I met a person recently who has a college degree in computer science. He works at a local pizza shop. The question this week is not really a question but my thoughts on the situation. What went wrong? Or did anything go wrong?

Programming can be rewarding in so many ways. It can be fun and challenging. But it can also be stressful and tedious.

Programming is not for everybody even though I think anybody can learn. A lot of people are attracted to the profession with the lure of high salaries, stock options, and easy work. The truth is, you can find these qualities in almost any profession.

I once knew a trapper in Washington. He had a small business catching wildlife. This meant that he would come out to people’s houses, set a trap, and ask the homeowner to call when the trap caught the animal. Then he would take the animal someplace far away and release it. He was making twice as much money as I was working for Microsoft.

Stock options also don’t always work out as expected or hoped. It takes years to vest and they sometimes aren’t worth anything. Don’t expect many options when you’re just getting started. Companies give out stock options to experienced employees and it doesn’t matter what the job is.

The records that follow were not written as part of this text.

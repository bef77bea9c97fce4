//! Gemini implementation of the GenerationClient

use async_trait::async_trait;
use reqwest::Client;
use tracing::{debug, instrument, warn};

use testgen_core::{GenerationRequest, GenerationResponse};

use super::GenerationClient;
use crate::config::ServerConfig;
use crate::error::{ServerError, ServerResult};

/// Header carrying the API key
const API_KEY_HEADER: &str = "x-goog-api-key";

/// Client for the Gemini `generateContent` endpoint
#[derive(Clone)]
pub struct GeminiClient {
    /// Endpoint URL
    api_url: String,

    /// API key
    api_key: String,

    /// HTTP client, pooled connections are reused across calls
    client: Client,
}

impl GeminiClient {
    /// Create a new GeminiClient. No timeout is set beyond transport defaults.
    pub fn new(api_url: impl Into<String>, api_key: impl Into<String>) -> ServerResult<Self> {
        let client = Client::builder()
            .build()
            .map_err(|e| ServerError::ConfigError(format!("Failed to create HTTP client: {}", e)))?;

        Ok(Self {
            api_url: api_url.into(),
            api_key: api_key.into(),
            client,
        })
    }

    /// Create a client from server configuration
    pub fn from_config(config: &ServerConfig) -> ServerResult<Self> {
        Self::new(config.gemini_api_url.clone(), config.gemini_api_key.clone())
    }
}

impl std::fmt::Debug for GeminiClient {
    fn fmt(&self, f: &mut std::fmt::Formatter<'_>) -> std::fmt::Result {
        f.debug_struct("GeminiClient")
            .field("api_url", &self.api_url)
            .finish()
    }
}

#[async_trait]
impl GenerationClient for GeminiClient {
    #[instrument(skip(self, request), fields(api_url = %self.api_url))]
    async fn generate(&self, request: &GenerationRequest) -> ServerResult<GenerationResponse> {
        let response = self
            .client
            .post(&self.api_url)
            .header(API_KEY_HEADER, &self.api_key)
            .json(request)
            .send()
            .await
            .map_err(|e| ServerError::NetworkError(e.to_string()))?;

        let status = response.status();
        let body = response
            .bytes()
            .await
            .map_err(|e| ServerError::NetworkError(e.to_string()))?;
        debug!(%status, bytes = body.len(), "Received generation response");

        let decoded: GenerationResponse = serde_json::from_slice(&body)
            .map_err(|e| ServerError::DecodeError(e.to_string()))?;

        if let Some(api_error) = decoded.error {
            warn!(%status, code = api_error.code, "Generation API returned an error");
            return Err(ServerError::UpstreamError(format!(
                "{} ({})",
                api_error.message, api_error.status
            )));
        }

        if !status.is_success() {
            warn!(%status, "Generation API returned a non-success status without an error body");
        }

        Ok(decoded)
    }
}
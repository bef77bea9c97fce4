//! Error types for the testgen server
//!
//! This module contains the error types used throughout the server.

use thiserror::Error;

/// Server error types
#[derive(Error, Debug)]
pub enum ServerError {
    /// Inbound body could not be decoded
    #[error("Invalid request body")]
    InvalidRequest(String),

    /// Connecting to, sending to or reading from the generation API failed
    #[error("Network error: {0}")]
    NetworkError(String),

    /// Generation API body was not valid JSON for the response shape
    #[error("Decode error: {0}")]
    DecodeError(String),

    /// Generation API answered with its error envelope
    #[error("Upstream error: {0}")]
    UpstreamError(String),

    /// Configuration error
    #[error("Configuration error: {0}")]
    ConfigError(String),

    /// Internal server error
    #[error("Internal server error: {0}")]
    InternalError(String),
}

/// Result type for server operations
pub type ServerResult<T> = Result<T, ServerError>;

impl From<std::io::Error> for ServerError {
    fn from(err: std::io::Error) -> Self {
        ServerError::InternalError(format!("IO error: {}", err))
    }
}

impl ServerError {
    /// Whether the failure came from the outbound generation call
    pub fn is_upstream_error(&self) -> bool {
        matches!(
            self,
            ServerError::NetworkError(_) | ServerError::DecodeError(_) | ServerError::UpstreamError(_)
        )
    }
}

And how hard can it be to sit behind a desk in an air-conditioned office building? There’s no manual labor involved. No toxic chemicals. No dangerous machinery. But if you’re looking for an easy job, then programming is not it. If you’re not constantly doing better and improving, then you won’t last long. It takes more determination and focus than almost any other job. You can never let yourself get comfortable with your current skills.

Given all this, it’s no wonder that some people might try programming only to realize that the job’s not what was expected and they hate it. If you’re in a job that you hate, then get out. Now. Go become a trapper and make even more money.

I don’t think the common problem is that people don’t like their job though. And I also don’t think the real problem is with experience or grades. I could tell that the person making pizzas was intelligent and hard working. If a friend says, “Hey, why don’t you come by where I work and meet my manager? We can use somebody like you.” Well, after months of no responses and dwindling money in the bank, a regular paycheck looks pretty good. And once you take that step, it becomes harder to find a software job.

There are some things you can do to improve your chances. Here’s three tips that will help:

  1. Realize that rejection is normal. If you’re not being rejected, then you’re not applying to the right jobs. So don’t take no responses as a sign that you’re not suited to be a programmer.
  2. Realize that you need to be prepared and qualified. Bring tangible proof that you can do the job. Working on your own projects that you can show and describe and have a full discussion about your designs is one of the best ways to rise above the other applicants.
  3. And realize that this takes work. Spending your time in a temporary job takes away from your ability to do the work required to get a software job.